Stored data

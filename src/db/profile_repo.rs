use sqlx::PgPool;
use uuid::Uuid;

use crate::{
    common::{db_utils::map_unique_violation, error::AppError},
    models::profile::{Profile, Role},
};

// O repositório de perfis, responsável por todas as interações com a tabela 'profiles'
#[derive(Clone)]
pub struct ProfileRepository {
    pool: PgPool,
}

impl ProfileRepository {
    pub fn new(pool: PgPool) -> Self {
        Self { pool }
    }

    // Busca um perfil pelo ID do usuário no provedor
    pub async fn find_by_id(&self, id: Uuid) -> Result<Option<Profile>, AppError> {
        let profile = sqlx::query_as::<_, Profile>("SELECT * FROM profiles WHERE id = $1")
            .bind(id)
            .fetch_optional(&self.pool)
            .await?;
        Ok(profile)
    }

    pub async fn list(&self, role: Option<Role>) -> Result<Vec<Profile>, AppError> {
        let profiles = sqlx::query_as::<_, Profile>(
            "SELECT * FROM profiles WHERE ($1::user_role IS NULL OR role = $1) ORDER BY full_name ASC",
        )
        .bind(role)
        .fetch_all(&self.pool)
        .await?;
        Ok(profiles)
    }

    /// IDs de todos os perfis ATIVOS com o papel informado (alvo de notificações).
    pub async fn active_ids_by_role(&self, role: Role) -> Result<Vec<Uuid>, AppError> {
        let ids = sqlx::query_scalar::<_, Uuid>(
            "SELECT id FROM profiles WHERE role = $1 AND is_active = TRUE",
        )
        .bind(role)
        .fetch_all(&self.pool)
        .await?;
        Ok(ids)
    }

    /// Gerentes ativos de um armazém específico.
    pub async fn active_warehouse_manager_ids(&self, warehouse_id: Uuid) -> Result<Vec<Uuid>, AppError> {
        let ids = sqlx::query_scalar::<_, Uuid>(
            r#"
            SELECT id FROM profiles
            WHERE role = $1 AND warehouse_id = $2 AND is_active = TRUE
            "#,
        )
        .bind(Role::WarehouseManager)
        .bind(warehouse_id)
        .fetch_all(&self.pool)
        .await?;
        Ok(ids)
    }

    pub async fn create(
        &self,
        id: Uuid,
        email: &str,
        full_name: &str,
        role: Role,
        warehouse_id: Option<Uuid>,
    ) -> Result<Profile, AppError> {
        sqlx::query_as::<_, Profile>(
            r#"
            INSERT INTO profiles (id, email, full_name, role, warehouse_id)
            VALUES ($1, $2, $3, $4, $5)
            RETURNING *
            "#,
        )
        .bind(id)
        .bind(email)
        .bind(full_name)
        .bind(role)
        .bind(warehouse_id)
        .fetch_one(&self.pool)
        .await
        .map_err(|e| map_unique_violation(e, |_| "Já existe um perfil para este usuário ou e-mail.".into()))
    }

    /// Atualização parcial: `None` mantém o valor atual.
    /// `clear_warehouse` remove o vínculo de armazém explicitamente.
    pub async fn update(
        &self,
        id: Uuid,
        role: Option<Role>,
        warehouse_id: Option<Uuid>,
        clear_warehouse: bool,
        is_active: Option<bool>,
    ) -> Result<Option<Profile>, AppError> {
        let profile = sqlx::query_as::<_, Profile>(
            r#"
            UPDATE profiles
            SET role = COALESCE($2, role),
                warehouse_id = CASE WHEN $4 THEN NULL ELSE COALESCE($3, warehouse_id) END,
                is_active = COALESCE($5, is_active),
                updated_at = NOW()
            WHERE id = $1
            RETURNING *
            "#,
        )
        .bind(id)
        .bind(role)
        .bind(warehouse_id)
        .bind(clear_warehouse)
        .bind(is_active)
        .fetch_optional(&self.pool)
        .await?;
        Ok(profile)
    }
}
==
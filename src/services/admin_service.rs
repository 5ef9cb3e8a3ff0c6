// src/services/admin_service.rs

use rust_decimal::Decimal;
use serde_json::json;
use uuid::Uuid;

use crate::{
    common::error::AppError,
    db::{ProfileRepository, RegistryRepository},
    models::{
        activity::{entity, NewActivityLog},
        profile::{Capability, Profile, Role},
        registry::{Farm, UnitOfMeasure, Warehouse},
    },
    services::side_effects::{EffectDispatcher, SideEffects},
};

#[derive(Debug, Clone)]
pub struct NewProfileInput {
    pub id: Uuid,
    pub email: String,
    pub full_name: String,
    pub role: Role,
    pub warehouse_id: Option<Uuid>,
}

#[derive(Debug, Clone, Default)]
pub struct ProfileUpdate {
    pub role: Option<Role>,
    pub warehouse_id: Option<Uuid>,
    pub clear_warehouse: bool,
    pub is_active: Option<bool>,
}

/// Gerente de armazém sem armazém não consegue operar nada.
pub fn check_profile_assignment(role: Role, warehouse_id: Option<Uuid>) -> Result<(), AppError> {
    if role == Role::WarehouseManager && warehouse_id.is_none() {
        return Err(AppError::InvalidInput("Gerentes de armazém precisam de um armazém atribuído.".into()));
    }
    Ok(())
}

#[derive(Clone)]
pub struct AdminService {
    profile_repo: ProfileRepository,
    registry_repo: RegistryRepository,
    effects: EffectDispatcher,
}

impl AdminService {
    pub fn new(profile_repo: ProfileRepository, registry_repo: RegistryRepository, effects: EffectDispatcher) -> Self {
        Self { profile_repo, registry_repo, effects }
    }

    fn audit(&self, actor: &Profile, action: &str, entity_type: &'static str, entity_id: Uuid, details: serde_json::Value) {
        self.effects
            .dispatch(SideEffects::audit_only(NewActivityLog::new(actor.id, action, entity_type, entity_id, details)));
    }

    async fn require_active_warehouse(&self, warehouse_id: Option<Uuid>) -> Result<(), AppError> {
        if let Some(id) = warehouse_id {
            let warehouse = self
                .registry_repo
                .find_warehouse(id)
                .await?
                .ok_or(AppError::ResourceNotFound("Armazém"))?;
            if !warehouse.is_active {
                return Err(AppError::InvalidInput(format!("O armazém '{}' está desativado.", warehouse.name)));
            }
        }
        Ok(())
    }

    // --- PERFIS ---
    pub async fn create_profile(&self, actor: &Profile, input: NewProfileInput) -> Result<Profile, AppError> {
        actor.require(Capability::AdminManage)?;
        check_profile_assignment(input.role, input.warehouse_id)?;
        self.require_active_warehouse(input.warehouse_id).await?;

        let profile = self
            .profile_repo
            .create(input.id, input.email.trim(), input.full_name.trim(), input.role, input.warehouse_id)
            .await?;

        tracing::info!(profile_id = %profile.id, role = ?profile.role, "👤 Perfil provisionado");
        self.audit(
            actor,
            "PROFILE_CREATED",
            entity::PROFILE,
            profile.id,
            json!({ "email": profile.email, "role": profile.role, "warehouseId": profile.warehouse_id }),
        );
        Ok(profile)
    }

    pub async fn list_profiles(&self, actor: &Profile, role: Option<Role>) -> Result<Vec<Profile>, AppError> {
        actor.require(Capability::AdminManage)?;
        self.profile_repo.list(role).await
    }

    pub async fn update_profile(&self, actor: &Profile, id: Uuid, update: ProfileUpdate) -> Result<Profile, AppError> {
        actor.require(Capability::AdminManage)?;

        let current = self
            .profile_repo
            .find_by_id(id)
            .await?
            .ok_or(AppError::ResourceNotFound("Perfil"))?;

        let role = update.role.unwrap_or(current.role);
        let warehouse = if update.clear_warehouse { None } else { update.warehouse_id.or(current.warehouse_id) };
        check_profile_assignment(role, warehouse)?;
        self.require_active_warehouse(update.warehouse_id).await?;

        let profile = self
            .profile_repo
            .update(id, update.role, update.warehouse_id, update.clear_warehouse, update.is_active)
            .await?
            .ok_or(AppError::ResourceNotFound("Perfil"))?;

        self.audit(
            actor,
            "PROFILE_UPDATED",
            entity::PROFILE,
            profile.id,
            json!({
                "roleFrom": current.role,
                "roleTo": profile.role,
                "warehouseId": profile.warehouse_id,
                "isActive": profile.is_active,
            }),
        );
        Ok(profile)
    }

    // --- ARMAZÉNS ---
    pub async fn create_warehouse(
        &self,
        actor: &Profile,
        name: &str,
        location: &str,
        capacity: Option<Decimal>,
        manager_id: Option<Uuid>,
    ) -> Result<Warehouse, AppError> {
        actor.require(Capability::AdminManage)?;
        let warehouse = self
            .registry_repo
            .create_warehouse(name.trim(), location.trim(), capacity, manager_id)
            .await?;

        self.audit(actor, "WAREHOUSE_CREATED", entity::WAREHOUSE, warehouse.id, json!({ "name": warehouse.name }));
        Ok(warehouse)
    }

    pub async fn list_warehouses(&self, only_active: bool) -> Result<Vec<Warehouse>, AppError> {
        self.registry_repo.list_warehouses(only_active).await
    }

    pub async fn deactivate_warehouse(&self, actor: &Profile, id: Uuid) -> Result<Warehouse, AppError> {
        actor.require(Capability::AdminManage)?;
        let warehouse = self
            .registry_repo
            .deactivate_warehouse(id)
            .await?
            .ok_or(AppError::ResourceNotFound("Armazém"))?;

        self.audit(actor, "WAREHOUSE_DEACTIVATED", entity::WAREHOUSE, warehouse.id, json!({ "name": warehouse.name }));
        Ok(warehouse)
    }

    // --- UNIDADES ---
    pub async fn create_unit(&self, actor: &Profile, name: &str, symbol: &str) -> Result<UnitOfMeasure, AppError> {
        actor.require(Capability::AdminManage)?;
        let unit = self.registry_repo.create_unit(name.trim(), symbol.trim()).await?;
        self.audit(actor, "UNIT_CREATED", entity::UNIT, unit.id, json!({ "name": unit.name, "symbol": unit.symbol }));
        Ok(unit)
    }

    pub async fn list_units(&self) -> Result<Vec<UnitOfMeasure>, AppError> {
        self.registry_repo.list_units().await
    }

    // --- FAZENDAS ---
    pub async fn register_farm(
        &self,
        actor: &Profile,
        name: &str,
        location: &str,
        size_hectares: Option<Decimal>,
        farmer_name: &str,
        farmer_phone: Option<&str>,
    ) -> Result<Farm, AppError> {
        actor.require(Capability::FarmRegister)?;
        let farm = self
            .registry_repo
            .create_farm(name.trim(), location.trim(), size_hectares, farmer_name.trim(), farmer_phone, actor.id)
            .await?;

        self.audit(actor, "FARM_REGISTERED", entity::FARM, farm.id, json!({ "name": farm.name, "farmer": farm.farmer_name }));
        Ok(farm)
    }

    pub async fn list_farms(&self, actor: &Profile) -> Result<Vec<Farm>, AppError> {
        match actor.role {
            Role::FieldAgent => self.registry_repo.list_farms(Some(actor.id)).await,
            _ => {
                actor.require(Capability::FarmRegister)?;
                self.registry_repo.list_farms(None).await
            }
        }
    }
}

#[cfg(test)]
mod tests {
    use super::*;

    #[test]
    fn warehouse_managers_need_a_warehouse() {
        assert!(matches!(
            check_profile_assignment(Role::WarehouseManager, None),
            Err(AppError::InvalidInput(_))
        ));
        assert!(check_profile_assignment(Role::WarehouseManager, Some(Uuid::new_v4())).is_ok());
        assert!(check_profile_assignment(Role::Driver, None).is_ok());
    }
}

WORK TASK: Return, from the data, each line that has the word "WarehouseManager" in it.

SOLVED EXERCISE:
        .bind(Role::WarehouseManager)
    if role == Role::WarehouseManager && warehouse_id.is_none() {
            check_profile_assignment(Role::WarehouseManager, None),
        assert!(check_profile_assignment(Role::WarehouseManager, Some(Uuid::new_v4())).is_ok());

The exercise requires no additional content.